Woodward afirma em seu próximo livro, “War”, um relato dramático da Casa Branca sob os presidentes Joe Biden e Trump que detalha elementos de seu relacionamento. Líderes estrangeiros. O livro será lançado em 15 de outubro.

O livro descreve como o relacionamento de Trump com Putin continua enquanto ele prepara outra candidatura à Casa Branca e em meio à guerra em curso na Ucrânia.

Numa cena, Woodward descreve como Trump ordenou a um assessor sénior que deixasse o seu escritório privado em Mar-a-Lago este ano “para que pudesse ter uma chamada telefónica privada com o líder russo”. Um assessor, que estava do lado de fora em um corredor enquanto os dois conversavam, disse a Woodward que Trump e Putin tiveram “provavelmente sete” telefonemas desde que Trump deixou o cargo em 2021.

A conta é creditada a um único contribuidor anônimo e não fornece mais detalhes. A campanha de Trump não respondeu a um pedido direto de comentário sobre se Trump manteve alguma conversa com Putin desde que deixou o cargo. Steven Cheung, diretor de comunicações de Trump, atacou pessoalmente Woodward em uma declaração enviada por e-mail, alegando que o livro consistia em “histórias fabricadas”.

Woodward também incluiu um relato do tempo de Trump na Casa Branca, quando enviou equipamentos de teste para o vírus a Putin durante o auge da pandemia.

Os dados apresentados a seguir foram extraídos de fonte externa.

//! The file-system interface consumed by the kernel.
//!
//! The kernel never touches storage directly. Programs, process-state blocks,
//! data regions and devices are all reached through the [`FileSystem`] trait,
//! using [`Handle`]s to refer to open resources.
//!
//! This module also provides:
//! - [`path`]: path lexing, normalisation and splitting.
//! - [`MemFs`]: an in-memory implementation used for host simulation and testing.
//! - [`device`]: byte devices which can be mounted into a [`MemFs`].

pub mod path;
pub mod device;
mod memfs;

pub use memfs::MemFs;

/// An opaque reference to an open resource.
///
/// Handles are passed to programs as raw 16-bit values, so
/// `0` is reserved to mean "no handle" ([`Handle::INVALID`]).
#[derive(Debug, PartialEq, Eq, Hash, PartialOrd, Ord, Clone, Copy, Default)]
pub struct Handle(pub u16);
impl Handle {
    /// The invalid handle, returned when an open fails.
    pub const INVALID: Handle = Handle(0);

    /// Checks whether this is not [`Handle::INVALID`].
    pub fn is_valid(self) -> bool {
        self != Self::INVALID
    }
    /// Gets the raw value of this handle.
    pub fn get(self) -> u16 {
        self.0
    }
}
impl From<u16> for Handle {
    fn from(value: u16) -> Self {
        Handle(value)
    }
}
impl std::fmt::Display for Handle {
    fn fmt(&self, f: &mut std::fmt::Formatter<'_>) -> std::fmt::Result {
        write!(f, "fd{}", self.0)
    }
}

/// A virtual file system.
///
/// All paths given to this trait are expected to already be normalised
/// (see [`path::normalise`]).
///
/// Offsets are 32-bit so that a process-state block and its data region
/// can sit in one file without overflowing the 16-bit address space.
pub trait FileSystem {
    /// Opens the file, directory, or device at the given path.
    fn open(&mut self, path: &str) -> Option<Handle>;

    /// Closes the handle. Closing an unknown handle does nothing.
    fn close(&mut self, handle: Handle);

    /// Reads into `buf` starting at `offset`, returning how many bytes were read.
    ///
    /// Devices ignore the offset.
    fn read(&mut self, handle: Handle, offset: u32, buf: &mut [u8]) -> usize;

    /// Writes `data` starting at `offset`, returning how many bytes were written.
    ///
    /// Writes never extend a file; bytes past the end of the file are not written.
    fn write(&mut self, handle: Handle, offset: u32, data: &[u8]) -> usize;

    /// Creates a zero-filled file with the given size, returning whether it succeeded.
    fn create(&mut self, path: &str, size: u32) -> bool;

    /// Resizes an existing file, returning whether it succeeded.
    ///
    /// Handles to the file remain valid after a resize.
    fn resize(&mut self, path: &str, size: u32) -> bool;

    /// Deletes a file or an empty directory, returning whether it succeeded.
    ///
    /// Anything that still has an open handle can't be deleted.
    fn delete(&mut self, path: &str) -> bool;

    /// Checks whether anything exists at the path.
    fn exists(&self, path: &str) -> bool;

    /// Checks whether the path is a directory.
    fn is_dir(&self, path: &str) -> bool;

    /// Gets the length of the file at the path.
    fn len(&self, path: &str) -> Option<u32>;

    /// Gets the canonical path of an open handle.
    fn path_of(&self, handle: Handle) -> Option<String>;

    /// Gets the full path of the `n`-th child of an open directory.
    fn child(&self, handle: Handle, n: u16) -> Option<String>;

    /// Checks whether a read from the handle can complete without waiting.
    fn can_read(&mut self, handle: Handle) -> bool;
}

O livro levanta novas questões sobre a afirmação de Trump de que acabaria com a guerra na Ucrânia se fosse eleito, possivelmente antes mesmo de assumir o cargo. Ele disse no mês passado que o seu relacionamento com Putin era “muito bom” e disse o mesmo sobre o seu relacionamento com o presidente ucraniano, Volodymyr Zelensky, quando Os dois se conheceram na Trump Tower no mês passado. Como cidadão privado, Trump precisaria da permissão expressa do atual presidente para negociar em nome do governo dos EUA, e Woodward disse que investigou o assunto com um assessor de Trump.

De acordo com Woodward, o conselheiro sênior Jason Miller disse-lhe em julho que “não tinha conhecimento” de quaisquer conversas entre Trump e Putin, mas que se quisessem conversar, “saberiam como se comunicar”.

“(J) Tenha muito cuidado para não dizermos que eles estão em contato ou algo assim”, disse Woodward que Miller lhe disse. “Com o propósito de acabar com a guerra?” Woodward perguntou. “Mas isso não acontecerá, em última análise, até que o presidente Trump vença em 5 de novembro e esteja claro que ele virá”, disse Miller, segundo o autor. “Depois de 5 de novembro, acho que o presidente Trump será capaz de resolver o problema ou resolvê-lo em grande parte quando fizer o juramento de posse.”

Trump apresentou uma candidatura à Casa Branca contra a vice-presidente Kamala Harris poucas semanas antes do dia das eleições, um resultado que poderá determinar o futuro do apoio dos EUA à Ucrânia. A NBC News obteve um exemplar do livro.

O livro levanta mais questões sobre como Trump lidaria com a guerra na Ucrânia se fosse reeleito e se continuaria a fornecer ajuda à Ucrânia, disse Harris. Antes da sua reunião com Zelensky no mês passado, Trump disse aos jornalistas que ajudaria a mediar um acordo “que fosse bom para ambos os lados”. O companheiro de chapa de Trump, o senador J.D. Vance, de Ohio, O financiamento dos EUA para a Ucrânia foi fortemente criticado E o próprio Zelenskyy. Os críticos têm demora muito problema com de Trump aconchego com Líderes autoritáriosincluindo Petni. Trump descreveu e elogiou Putin como um “homem muito inteligente” e “forte”. A invasão da Ucrânia pela Rússia foi chamada de “genial”.